Absolutely. They are both responsible for a lot of what ails us today in the
US. Government is incompetent and is only concerned with remaining in power
through selling out to special interests. Unions are massively destructive of
industries through, effectively, extorting pay and benefits that ultimately
kill the goose. Check out what is going on in California with cities filing
bankruptcy to a large extent due to ridiculous union worker pensions. No
business person would pay any worker 70, 80 or 90% of their annual pay for
life unless: a) union extortion by force of strikes and other activities or;
b) government stuffing their own pockets and pandering to private and
government unions by granting contracts, pay and benefits to government union
workers that make no arithmetic sense in any universe.

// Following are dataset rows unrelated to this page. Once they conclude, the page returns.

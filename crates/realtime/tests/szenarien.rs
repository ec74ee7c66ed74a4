//! Ende-zu-Ende-Szenarien: echte Read-/Write-Pumps ueber In-Memory-Streams

use std::collections::VecDeque;
use std::convert::Infallible;
use std::sync::Arc;
use std::time::Duration;

use axum::extract::ws::Message;
use serde_json::json;
use sprintwerk_core::{Raum, UserId, VerbindungsId};
use sprintwerk_protocol::envelope::payload_aus;
use sprintwerk_protocol::wire::stapel_zerlegen;
use sprintwerk_protocol::{Aktion, Envelope, NachrichtenTyp, Steuerframe};
use sprintwerk_realtime::{ClientConnection, Hub, PresenceEvent, RealtimeConfig, StandardZugriff};
use tokio::sync::mpsc;
use tokio::task::JoinHandle;
use tokio::time::timeout;
use tokio_stream::wrappers::ReceiverStream;
use tokio_util::sync::PollSender;

const WARTEZEIT: Duration = Duration::from_secs(5);

// ---------------------------------------------------------------------------
// Test-Client
// ---------------------------------------------------------------------------

struct TestClient {
    eingang: Option<mpsc::Sender<Result<Message, Infallible>>>,
    ausgang: mpsc::Receiver<Message>,
    task: JoinHandle<VerbindungsId>,
    /// Noch nicht abgeholte Envelopes aus bereits gelesenen Frames
    puffer: VecDeque<Envelope>,
    /// Alle Envelopes die `naechstes` uebersprungen hat
    gesehen: Vec<Envelope>,
}

fn verbinden(hub: &Arc<Hub>, user: &str) -> TestClient {
    let (eingang_tx, eingang_rx) = mpsc::channel(16);
    let (ausgang_tx, ausgang_rx) = mpsc::channel(64);

    let verbindung = ClientConnection::neu(Arc::clone(hub), Arc::new(StandardZugriff));
    let task = tokio::spawn(verbindung.verarbeiten(
        UserId::from(user),
        ReceiverStream::new(eingang_rx),
        PollSender::new(ausgang_tx),
    ));

    TestClient {
        eingang: Some(eingang_tx),
        ausgang: ausgang_rx,
        task,
        puffer: VecDeque::new(),
        gesehen: Vec::new(),
    }
}

impl TestClient {
    async fn text_senden(&self, text: String) {
        self.eingang
            .as_ref()
            .expect("Eingang bereits geschlossen")
            .send(Ok(Message::Text(text)))
            .await
            .expect("Read-Pump beendet");
    }

    async fn senden(&self, aktion: Aktion, raum: Option<&str>) {
        let frame = Steuerframe::neu(aktion, raum).to_json().unwrap();
        self.text_senden(frame).await;
    }

    /// Naechstes Envelope eines Typs, alles andere landet in `gesehen`
    async fn naechstes(&mut self, typ: NachrichtenTyp) -> Envelope {
        loop {
            while let Some(envelope) = self.puffer.pop_front() {
                if envelope.typ == typ {
                    return envelope;
                }
                self.gesehen.push(envelope);
            }

            let frame = timeout(WARTEZEIT, self.ausgang.recv())
                .await
                .unwrap_or_else(|_| panic!("Kein {typ} innerhalb der Wartezeit"))
                .expect("Write-Pump beendet");
            match frame {
                Message::Text(text) => {
                    for zeile in stapel_zerlegen(&text) {
                        self.puffer.push_back(Envelope::from_json(zeile).unwrap());
                    }
                }
                Message::Close(_) => {
                    panic!("Verbindung geschlossen waehrend auf {typ} gewartet wurde")
                }
                _ => {}
            }
        }
    }

    /// Stellt sicher dass die Verbindung registriert ist (ping -> pong)
    async fn bereit(&mut self) {
        self.senden(Aktion::Ping, None).await;
        self.naechstes(NachrichtenTyp::Pong).await;
    }

    async fn beitreten(&mut self, raum: &str) {
        self.senden(Aktion::Join, Some(raum)).await;
        let ack = self.naechstes(NachrichtenTyp::Ack).await;
        assert_eq!(ack.payload["room"], raum);
    }

    /// Client schliesst: Eingang endet, Task muss sauber auslaufen
    async fn schliessen(mut self) -> Vec<Message> {
        self.eingang.take();
        self.auslaufen(WARTEZEIT).await
    }

    /// Wartet auf das Task-Ende und liefert alle restlichen Frames
    async fn auslaufen(mut self, frist: Duration) -> Vec<Message> {
        timeout(frist, &mut self.task)
            .await
            .expect("Verbindungs-Task endet nicht")
            .unwrap();
        let mut rest = Vec::new();
        while let Ok(frame) = self.ausgang.try_recv() {
            rest.push(frame);
        }
        rest
    }
}

fn anzahl_vom_typ(envelopes: &[Envelope], typ: NachrichtenTyp, user: &str) -> usize {
    envelopes
        .iter()
        .filter(|e| e.typ == typ && e.payload["user_id"] == user)
        .count()
}

// ---------------------------------------------------------------------------
// Szenarien
// ---------------------------------------------------------------------------

#[tokio::test]
async fn projekt_raum_ohne_eigenes_echo() {
    let hub = Hub::neu(RealtimeConfig::default());
    let mut a = verbinden(&hub, "u1");
    let mut b = verbinden(&hub, "u2");
    a.beitreten("project:42").await;
    b.beitreten("project:42").await;

    let payload = payload_aus(&json!({"id": "t1", "title": "Login bauen"})).unwrap();
    let anzahl = hub.an_raum_senden(
        &Raum::projekt(42),
        NachrichtenTyp::TaskCreated,
        payload,
        Some(&UserId::from("u1")),
    );
    assert_eq!(anzahl, 1);

    let empfangen = b.naechstes(NachrichtenTyp::TaskCreated).await;
    assert_eq!(empfangen.payload["id"], "t1");

    // Markierung an u1: alles davor muss ohne task_created gewesen sein
    hub.an_user_senden(
        &UserId::from("u1"),
        NachrichtenTyp::NotificationCreated,
        Default::default(),
    );
    a.naechstes(NachrichtenTyp::NotificationCreated).await;
    assert!(a.gesehen.iter().all(|e| e.typ != NachrichtenTyp::TaskCreated));

    a.schliessen().await;
    b.schliessen().await;
    assert_eq!(hub.verbindungs_anzahl(), 0);
}

#[tokio::test]
async fn zwei_tabs_ein_offline_event() {
    let hub = Hub::neu(RealtimeConfig::default());
    let mut events = hub.events_abonnieren();

    let mut beobachter = verbinden(&hub, "u2");
    beobachter.bereit().await;

    let mut c1 = verbinden(&hub, "u1");
    c1.bereit().await;
    let mut c2 = verbinden(&hub, "u1");
    c2.bereit().await;
    assert_eq!(hub.verbindungen_von(&UserId::from("u1")).len(), 2);

    c1.schliessen().await;
    assert!(hub.ist_online(&UserId::from("u1")));
    c2.schliessen().await;
    assert!(!hub.ist_online(&UserId::from("u1")));

    hub.an_user_senden(
        &UserId::from("u2"),
        NachrichtenTyp::NotificationCreated,
        Default::default(),
    );
    beobachter.naechstes(NachrichtenTyp::NotificationCreated).await;
    assert_eq!(anzahl_vom_typ(&beobachter.gesehen, NachrichtenTyp::UserOnline, "u1"), 1);
    assert_eq!(anzahl_vom_typ(&beobachter.gesehen, NachrichtenTyp::UserOffline, "u1"), 1);

    let mut offline = 0;
    while let Ok(event) = events.try_recv() {
        if event
            == (PresenceEvent::UserOffline {
                user_id: UserId::from("u1"),
            })
        {
            offline += 1;
        }
    }
    assert_eq!(offline, 1);

    beobachter.schliessen().await;
}

#[tokio::test]
async fn typing_erreicht_nur_andere_user() {
    let hub = Hub::neu(RealtimeConfig::default());
    let mut a = verbinden(&hub, "u1");
    let mut b = verbinden(&hub, "u2");
    a.beitreten("chat:7").await;
    b.beitreten("chat:7").await;

    a.text_senden(r#"{"action":"typing","room":"chat:7","payload":{"draft":true}}"#.into())
        .await;

    let tippen = b.naechstes(NachrichtenTyp::Typing).await;
    assert_eq!(tippen.payload["user_id"], "u1");
    assert_eq!(tippen.payload["room"], "chat:7");

    a.bereit().await;
    assert!(a.gesehen.iter().all(|e| e.typ != NachrichtenTyp::Typing));
}

#[tokio::test]
async fn kaputter_frame_laesst_verbindung_offen() {
    let hub = Hub::neu(RealtimeConfig::default());
    let mut client = verbinden(&hub, "u1");

    client.text_senden("{\"action\":\"explode\"}".into()).await;
    let fehler = client.naechstes(NachrichtenTyp::Error).await;
    assert_eq!(fehler.payload["code"], "INVALID_REQUEST");

    client.bereit().await;
    assert_eq!(hub.verbindungs_anzahl(), 1);
}

// ---------------------------------------------------------------------------
// Pumps
// ---------------------------------------------------------------------------

#[tokio::test]
async fn wartende_envelopes_werden_zusammengefasst() {
    let hub = Hub::neu(RealtimeConfig::default());
    let mut client = verbinden(&hub, "u1");
    let u1 = UserId::from("u1");
    while !hub.ist_online(&u1) {
        tokio::task::yield_now().await;
    }

    // Ohne Yield dazwischen: alle drei liegen in der Queue bevor der Write-Pump laeuft
    hub.an_user_senden(&u1, NachrichtenTyp::TaskCreated, Default::default());
    hub.an_user_senden(&u1, NachrichtenTyp::TaskUpdated, Default::default());
    hub.an_user_senden(&u1, NachrichtenTyp::TaskDeleted, Default::default());

    let frame = timeout(WARTEZEIT, client.ausgang.recv()).await.unwrap().unwrap();
    let Message::Text(text) = frame else {
        panic!("Text-Frame erwartet");
    };
    let typen: Vec<_> = stapel_zerlegen(&text)
        .map(|zeile| Envelope::from_json(zeile).unwrap().typ)
        .collect();
    assert_eq!(
        typen,
        vec![
            NachrichtenTyp::TaskCreated,
            NachrichtenTyp::TaskUpdated,
            NachrichtenTyp::TaskDeleted
        ]
    );
}

#[tokio::test(start_paused = true)]
async fn lese_deadline_trennt_stille_verbindung() {
    let hub = Hub::neu(RealtimeConfig::default());
    let client = verbinden(&hub, "u1");

    // Eingang bleibt offen, es kommt nur nichts: nach 54 s Protokoll-Ping,
    // nach 60 s Deadline
    let rest = client.auslaufen(Duration::from_secs(120)).await;

    assert_eq!(hub.verbindungs_anzahl(), 0);
    assert!(matches!(rest.first(), Some(Message::Ping(_))));
    assert!(matches!(rest.last(), Some(Message::Close(_))));
}

#[tokio::test(start_paused = true)]
async fn pong_verlaengert_lese_deadline() {
    let hub = Hub::neu(RealtimeConfig::default());
    let mut client = verbinden(&hub, "u1");
    client.bereit().await;

    let id = hub.verbindungen_von(&UserId::from("u1"))[0];
    let handle = hub.verbindung(&id).unwrap();
    let vorher = handle.letzte_aktivitaet();

    tokio::time::advance(Duration::from_secs(40)).await;
    client.senden(Aktion::Pong, None).await;
    timeout(WARTEZEIT, async {
        while handle.letzte_aktivitaet() == vorher {
            tokio::task::yield_now().await;
        }
    })
    .await
    .expect("Pong wurde nicht als Aktivitaet gezaehlt");

    assert!(handle.letzte_aktivitaet() >= vorher + Duration::from_secs(40));
    assert!(handle.inaktiv_seit() < Duration::from_secs(1));

    // 80 s nach der Registrierung, aber erst 40 s nach dem Pong
    tokio::time::advance(Duration::from_secs(40)).await;
    for _ in 0..10 {
        tokio::task::yield_now().await;
    }
    assert!(!handle.ist_getrennt());
    assert_eq!(hub.verbindungs_anzahl(), 1);

    let rest = client.auslaufen(Duration::from_secs(120)).await;
    assert!(handle.ist_getrennt());
    assert!(matches!(rest.last(), Some(Message::Close(_))));
}

#[tokio::test]
async fn zu_grosser_frame_trennt() {
    let hub = Hub::neu(RealtimeConfig {
        max_frame_groesse: 1024,
        ..Default::default()
    });
    let mut client = verbinden(&hub, "u1");
    client.bereit().await;

    client.text_senden("x".repeat(2048)).await;
    let rest = client.auslaufen(WARTEZEIT).await;

    assert_eq!(hub.verbindungs_anzahl(), 0);
    assert!(matches!(rest.last(), Some(Message::Close(_))));
}

#[tokio::test]
async fn hub_trennt_mit_close_frame() {
    let hub = Hub::neu(RealtimeConfig::default());
    let mut client = verbinden(&hub, "u1");
    client.bereit().await;

    assert_eq!(hub.alle_trennen(), 1);
    let rest = client.auslaufen(WARTEZEIT).await;

    assert!(matches!(rest.last(), Some(Message::Close(_))));
    assert!(!hub.ist_online(&UserId::from("u1")));
}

I have seen massive solar projects done in my town. The costs are staggering.
The labor is fully unionized. The money is handed down purely through
political party channels.

The panels are all Chinese (so the "American Reinvestment Act" is really a
"Let's shovel money to China Act".

These projects are luxurious beyond belief. A couple of them covered entire
school parking lots with solar cells. Another entailed the same sort of thing
with the addition of refurbishing and redoing the entire electrical system of
the attached government building where, maybe, two hundred people work.

This building was brand-new before they started. They shoveled money into it
and created something that no private enterprise would even consider building
due to the, again, basic arithmetic or the deal: There is no possible way to
recover the investment in our lifetime. If going construction / T.I. costs are
in the order of $200 per square foot, these people (our government) probably
spent $1,000 per square foot on this one project. This is down-right criminal.